Таким образом, Толстой сформулировал принцип, провозглашенный Гоголем и доминирующий в русской литературе, — принцип возвращения к Природе, путь к которому был подготовлен Шопенгауэром, и своего рода современным буддизмом, который ведет к подчинению разума животному и идиоту, а также к чувству безграничной нежности и благоговения перед низшими существами.
Я уделила так много внимания социальным и религиозным идеям Толстого не только потому, что они переплетаются с его романами и в некоторой степени дополняют и объясняют их, но и потому, что Толстой, хотя он и не примкнул ни к одной политической партии, даже к славянофилам, как Достоевский, тем не менее является представителем круга идей и чувств, распространенных в его стране и свойственных ей; он верховный художник нигилизма и пессимизма и в то же время апостол христианского социализма, заново выведенного из определенных теорий, дорогих Средневековью, касающихся вечных Евангелий; он — истолкователь для мира культуры, общества, литературы и искусств того лихорадочного мистицизма, который проявляется в более жестоких формах среди некоторых русских сект, независимых проповедников, добровольных истязателей плоти, прямых наследников тех, кто в темные века прошлого объявлял себя находящимся под влиянием духов. Зрелище социалистического фанатика, соединенного с великим писателем, квиетиста, почти выходящего за пределы евангельского милосердия, в сочетании с романистом-реалистом почти в духе Золя, настолько интересно с интеллектуальной точки зрения, что трудно сказать, что привлекает внимание больше — Толстой или его книги.

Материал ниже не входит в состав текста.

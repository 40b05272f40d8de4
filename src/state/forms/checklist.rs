//! Multi-select over the document catalog

use crate::email::DOCUMENT_CATALOG;

/// Tracks which catalog entries are ticked and in what order
#[derive(Debug, Clone, Default)]
pub struct DocumentChecklist {
    /// Highlighted catalog row
    pub cursor: usize,
    /// Catalog indices in the order they were ticked
    selected: Vec<usize>,
}

impl DocumentChecklist {
    pub fn row_count(&self) -> usize {
        DOCUMENT_CATALOG.len()
    }

    pub fn move_down(&mut self) {
        if self.cursor + 1 < self.row_count() {
            self.cursor += 1;
        }
    }

    pub fn move_up(&mut self) {
        self.cursor = self.cursor.saturating_sub(1);
    }

    /// Tick or untick the highlighted entry
    pub fn toggle_current(&mut self) {
        self.toggle(self.cursor);
    }

    /// Tick or untick an entry; unticking keeps the order of the rest
    pub fn toggle(&mut self, index: usize) {
        if index >= self.row_count() {
            return;
        }
        if let Some(pos) = self.selected.iter().position(|&i| i == index) {
            self.selected.remove(pos);
        } else {
            self.selected.push(index);
        }
    }

    /// 1-based position of an entry in the selection order
    pub fn selection_rank(&self, index: usize) -> Option<usize> {
        self.selected.iter().position(|&i| i == index).map(|p| p + 1)
    }

    pub fn selected_count(&self) -> usize {
        self.selected.len()
    }

    /// Selected labels in selection order
    pub fn selected_labels(&self) -> Vec<String> {
        self.selected
            .iter()
            .map(|&i| DOCUMENT_CATALOG[i].to_string())
            .collect()
    }
}

#[cfg(test)]
mod tests {
    use super::*;

    #[test]
    fn test_starts_empty() {
        let checklist = DocumentChecklist::default();
        assert_eq!(checklist.cursor, 0);
        assert_eq!(checklist.selected_count(), 0);
        assert!(checklist.selected_labels().is_empty());
    }

    #[test]
    fn test_selection_order_not_catalog_order() {
        let mut checklist = DocumentChecklist::default();
        checklist.toggle(4);
        checklist.toggle(1);
        checklist.toggle(8);
        assert_eq!(
            checklist.selected_labels(),
            vec![
                DOCUMENT_CATALOG[4].to_string(),
                DOCUMENT_CATALOG[1].to_string(),
                DOCUMENT_CATALOG[8].to_string(),
            ]
        );
        assert_eq!(checklist.selection_rank(1), Some(2));
    }

    #[test]
    fn test_untick_keeps_remaining_order() {
        let mut checklist = DocumentChecklist::default();
        checklist.toggle(3);
        checklist.toggle(0);
        checklist.toggle(5);
        checklist.toggle(0);
        assert_eq!(checklist.selection_rank(0), None);
        assert_eq!(checklist.selection_rank(3), Some(1));
        assert_eq!(checklist.selection_rank(5), Some(2));
    }

    #[test]
    fn test_retick_moves_to_end() {
        let mut checklist = DocumentChecklist::default();
        checklist.toggle(2);
        checklist.toggle(6);
        checklist.toggle(2);
        checklist.toggle(2);
        assert_eq!(checklist.selection_rank(2), Some(2));
    }

    #[test]
    fn test_toggle_out_of_range_ignored() {
        let mut checklist = DocumentChecklist::default();
        checklist.toggle(10);
        assert_eq!(checklist.selected_count(), 0);
    }

    #[test]
    fn test_cursor_stays_in_bounds() {
        let mut checklist = DocumentChecklist::default();
        checklist.move_up();
        assert_eq!(checklist.cursor, 0);
        for _ in 0..20 {
            checklist.move_down();
        }
        assert_eq!(checklist.cursor, DOCUMENT_CATALOG.len() - 1);
    }

    #[test]
    fn test_toggle_current_uses_cursor() {
        let mut checklist = DocumentChecklist::default();
        checklist.move_down();
        checklist.toggle_current();
        assert_eq!(checklist.selection_rank(1), Some(1));
    }
}
//! Fixed email wording
//!
//! The text here is pasted into the admissions CRM as-is, so it must not
//! drift. Callers pass already-trimmed values.

/// Marker placed before each requested document
pub const BULLET: &str = "•";

pub fn primary_subject(programme: &str) -> String {
    format!("[IMP] Additional Documents Required – {programme} @ TUS")
}

pub fn primary_body(forename: &str, programme: &str, document_list: &str, deadline: &str) -> String {
    format!(
        "Hello {forename},

Thank you for your application to {programme} at Technological University of the Shannon (TUS).

To proceed with the assessment of your application, we kindly request you to upload the following document(s):

Required Documents:
{document_list}

Please ensure that all documents are clear, complete, and issued by the relevant awarding or official authority.

Important Guidelines:
{BULLET} Upload all documents in PDF format only.
{BULLET} Each document should be clearly readable and not password protected.
{BULLET} If a document is not yet available, please upload an official provisional letter or provide an expected availability date.
{BULLET} Where applicable, documents must be issued on official institutional letterhead and include signature/stamp.

We also kindly request that you submit the required documents, or update us on your progress toward uploading them, by {deadline}. This allows us to support you appropriately, especially if you are facing any delays or challenges. Please feel free to keep us informed; we are here to help.

You can also reply to this message with the documents you currently have available, and we will advise you on the next steps.

If you experience any difficulty uploading the documents or have any questions, simply reply to this message and our team will be happy to assist you.

{SIGN_OFF}"
    )
}

pub fn gentle_reminder_subject(programme: &str) -> String {
    format!("Friendly Reminder – Documents for {programme} Application")
}

pub fn gentle_reminder_body(forename: &str, programme: &str) -> String {
    format!(
        "Hello {forename},

I hope you’re keeping well.

I just wanted to gently follow up regarding the documents requested for your application to {programme} at Technological University of the Shannon (TUS).

If you have already uploaded the documents, please feel free to ignore this message — thank you very much.

If you’re still in the process of gathering any documents or if you’re experiencing any difficulty uploading them, please don’t hesitate to let us know. We’re more than happy to support you in any way we can.

You can also reply to this message with the documents you currently have available, and we will advise you on the next steps.

Whenever convenient, we kindly ask that you submit the required documents or keep us informed of your progress.

Thank you again for your application, and we look forward to supporting you through the next steps.

{SIGN_OFF}"
    )
}

pub fn final_check_in_subject(programme: &str) -> String {
    format!("Checking In – Document Submission Support for {programme}")
}

pub fn final_check_in_body(forename: &str, programme: &str) -> String {
    format!(
        "Hello {forename},

I hope you are doing well.

We just wanted to check in once more regarding the outstanding documents for your application to {programme} at Technological University of the Shannon (TUS).

If you have already submitted the documents, thank you very much — we really appreciate it.

If you are facing any challenges obtaining or uploading the documents, or if you require additional time, please feel free to let us know. Our team is happy to assist or discuss any flexibility where possible.

You can also reply to this message with the documents you currently have available, and we will advise you on the next steps.

Your application remains important to us, and we want to ensure you have the support you need throughout the process.

Thank you again, and we look forward to hearing from you whenever convenient.

{SIGN_OFF}"
    )
}

const SIGN_OFF: &str = "Kind regards,
Admissions Team
Technological University of the Shannon
";
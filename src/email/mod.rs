//! Email template rendering
//!
//! Turns a validated [`RequestInput`] into the primary document request
//! email and the optional follow-up reminders. Rendering is pure: no I/O,
//! no shared state, nothing logged except counts.

mod catalog;
mod deadline;
mod error;
mod render;
mod templates;

pub use catalog::DOCUMENT_CATALOG;
pub use deadline::{DeadlineOffset, DeadlineSpec};
pub use error::ValidationError;
pub use render::{render, EmailKind, FollowUpSelection, RenderedEmail, RenderedEmails, RequestInput};
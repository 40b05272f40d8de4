//! Document request form rendering

use super::field_renderer::{
    draw_checkbox_field, draw_field, draw_help_text, draw_selector_field,
};
use crate::app::App;
use crate::email::DOCUMENT_CATALOG;
use crate::state::{DeadlineChoice, RequestField, RequestForm};
use crate::ui::components::{draw_data_protection_caption, render_button};
use crate::ui::widgets::render_scrollable_list;
use ratatui::{
    layout::{Constraint, Direction, Layout, Rect},
    style::{Color, Modifier, Style},
    text::{Line, Span},
    widgets::{Block, Borders, List, ListItem},
    Frame,
};

/// One vertical band of the form
#[derive(Debug, Clone, Copy, PartialEq, Eq)]
enum Row {
    Names,
    Deadline,
    DeadlineDate,
    Documents,
    EnableFollowUps,
    FollowUps,
    Generate,
    Help,
    Caption,
}

impl Row {
    fn constraint(self) -> Constraint {
        match self {
            Row::Documents => Constraint::Min(4),
            Row::Help | Row::Caption => Constraint::Length(1),
            _ => Constraint::Length(3),
        }
    }
}

fn rows(form: &RequestForm) -> Vec<Row> {
    let mut rows = vec![Row::Names, Row::Deadline];
    if form.is_available(RequestField::DeadlineDate) {
        rows.push(Row::DeadlineDate);
    }
    rows.extend([Row::Documents, Row::EnableFollowUps]);
    if form.enable_follow_ups.is_checked() {
        rows.push(Row::FollowUps);
    }
    rows.extend([Row::Generate, Row::Help, Row::Caption]);
    rows
}

fn two_columns(area: Rect) -> (Rect, Rect) {
    let chunks = Layout::default()
        .direction(Direction::Horizontal)
        .constraints([Constraint::Percentage(50), Constraint::Percentage(50)])
        .split(area);
    (chunks[0], chunks[1])
}

/// Draw the request form
pub fn draw_request_form(frame: &mut Frame, area: Rect, app: &App) {
    let form = &app.state.form;
    let active = form.active_field;

    let block = Block::default()
        .title(" Document Request Email Generator ")
        .borders(Borders::ALL)
        .border_style(Style::default().fg(Color::Cyan));
    frame.render_widget(block, area);

    let rows = rows(form);
    let chunks = Layout::default()
        .direction(Direction::Vertical)
        .constraints(rows.iter().map(|r| r.constraint()).collect::<Vec<_>>())
        .margin(1)
        .split(area);

    for (row, chunk) in rows.iter().zip(chunks.iter().copied()) {
        match row {
            Row::Names => {
                let (left, right) = two_columns(chunk);
                draw_field(frame, left, &form.forename, active == RequestField::Forename);
                draw_field(frame, right, &form.programme, active == RequestField::Programme);
            }
            Row::Deadline => {
                let options: Vec<&str> = DeadlineChoice::ALL.iter().map(|c| c.label()).collect();
                let selected = DeadlineChoice::ALL
                    .iter()
                    .position(|c| *c == form.deadline_choice)
                    .unwrap_or(0);
                draw_selector_field(
                    frame,
                    chunk,
                    "Deadline",
                    &options,
                    selected,
                    active == RequestField::Deadline,
                );
            }
            Row::DeadlineDate => draw_field(
                frame,
                chunk,
                &form.deadline_date,
                active == RequestField::DeadlineDate,
            ),
            Row::Documents => draw_documents(frame, chunk, form, active == RequestField::Documents),
            Row::EnableFollowUps => draw_checkbox_field(
                frame,
                chunk,
                &form.enable_follow_ups,
                active == RequestField::EnableFollowUps,
            ),
            Row::FollowUps => {
                let (left, right) = two_columns(chunk);
                draw_checkbox_field(
                    frame,
                    left,
                    &form.gentle_reminder,
                    active == RequestField::GentleReminder,
                );
                draw_checkbox_field(
                    frame,
                    right,
                    &form.final_check_in,
                    active == RequestField::FinalCheckIn,
                );
            }
            Row::Generate => render_button(
                frame,
                chunk,
                "Generate Email",
                active == RequestField::Generate,
                generate_blocker(form),
            ),
            Row::Help => draw_help_text(frame, chunk, help_spans(active)),
            Row::Caption => draw_data_protection_caption(frame, chunk),
        }
    }
}

/// What still keeps the request from rendering, if anything
fn generate_blocker(form: &RequestForm) -> Option<&'static str> {
    if form.forename.as_text().trim().is_empty() || form.programme.as_text().trim().is_empty() {
        Some("enter forename and programme")
    } else if form.documents.selected_count() == 0 {
        Some("select at least one document")
    } else {
        None
    }
}

/// Catalog checklist; ticked entries show their position in the email
fn draw_documents(frame: &mut Frame, area: Rect, form: &RequestForm, is_active: bool) {
    let checklist = &form.documents;
    let items: Vec<ListItem> = DOCUMENT_CATALOG
        .iter()
        .enumerate()
        .map(|(idx, label)| {
            let mut spans = match checklist.selection_rank(idx) {
                Some(rank) => vec![
                    Span::styled("[x] ", Style::default().fg(Color::Green)),
                    Span::raw(label.to_string()),
                    Span::styled(format!("  #{rank}"), Style::default().fg(Color::DarkGray)),
                ],
                None => vec![Span::raw("[ ] "), Span::raw(label.to_string())],
            };
            if is_active && idx == checklist.cursor {
                spans.insert(0, Span::styled("› ", Style::default().fg(Color::Cyan)));
            } else {
                spans.insert(0, Span::raw("  "));
            }
            ListItem::new(Line::from(spans))
        })
        .collect();

    let border_style = if is_active {
        Style::default().fg(Color::Cyan)
    } else {
        Style::default().fg(Color::DarkGray)
    };
    let title = format!(
        " Required Documents ({} selected) ",
        checklist.selected_count()
    );
    let list = List::new(items)
        .block(
            Block::default()
                .title(title)
                .borders(Borders::ALL)
                .border_style(border_style),
        )
        .highlight_style(if is_active {
            Style::default().add_modifier(Modifier::BOLD)
        } else {
            Style::default()
        });

    render_scrollable_list(frame, area, list, checklist.cursor);
}

fn help_spans(active: RequestField) -> Vec<Span<'static>> {
    let key = |k: &'static str| Span::styled(k, Style::default().fg(Color::Cyan));
    let mut spans = match active {
        RequestField::Deadline => vec![key("←/→"), Span::raw(": change  ")],
        RequestField::Documents => vec![
            key("↑/↓"),
            Span::raw(": move  "),
            key("Space"),
            Span::raw(": tick  "),
        ],
        RequestField::EnableFollowUps
        | RequestField::GentleReminder
        | RequestField::FinalCheckIn => vec![key("Space"), Span::raw(": toggle  ")],
        RequestField::Generate => vec![key("Enter"), Span::raw(": generate  ")],
        RequestField::Forename | RequestField::Programme | RequestField::DeadlineDate => {
            vec![key("Ctrl+U"), Span::raw(": clear  ")]
        }
    };
    spans.extend([
        key("Tab"),
        Span::raw(": next field  "),
        key("Ctrl+G"),
        Span::raw(": generate"),
    ]);
    spans
}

Он совершил большие ошибки, не последняя из которых — его отказ от написания романов, если, конечно, таково его намерение, хотя я слышала, как некоторые русские утверждают обратное. Осуждая искусства и роскошь городской жизни и допуская только благо сельскохозяйственной, ради ее простоты и трудоемкости, вместо того чтобы способствовать Золотому веку, он принуждает к регрессу к веку животному, как описано римским поэтом: «троглодит храпит, довольствуясь желудями». Предавая анафеме литературу, поэзию, театры, балы, банкеты и все удовольствия интеллекта и цивилизации, он осуждает самые тонкие инстинкты, которыми мы обладаем, санкционирует варварство, оправдывает новое нашествие гуннов и вандалов и пытается остановить способность восприятия Прекрасного, которое является славным атрибутом самого Бога. И все это ради чего? Чтобы найти в конце этого сурового покаяния не любовь Иисуса Христа, который велит нам припасть к его груди и отдохнуть после наших трудов, а пантеистическое божество, слепое и глухое, скрытое за серой дымкой абстракций. С печалью мы слышим, как Толстой, великий художник, богохульствует, когда хочет молиться; слышим, как он отвергает дары Небес, осуждает ту форму искусства, в которой его имя сияло ярче всего и прославило его страну и весь мир, — называя роман маслом, вылитым в пламя чувственной любви, распутным времяпрепровождением, пищей для чувств и вредным развлечением. Мы видим его, под галлюцинацией своего мистицизма, тачающим сапоги и носящим воду руками, которые Бог дал ему для плетения форм и узоров художественной красоты в ткань его изумительных повествований.
V.
Французский реализм и русский реализм.
Русская натуралистическая школа, по-видимому, достигла своей кульминации в Толстом. Относительно русского натурализма я хотела бы сказать еще несколько слов, прежде чем оставить эту тему. Высказанные мнения беспристрастны, хотя и давно подтверждены в моем собственном сознании.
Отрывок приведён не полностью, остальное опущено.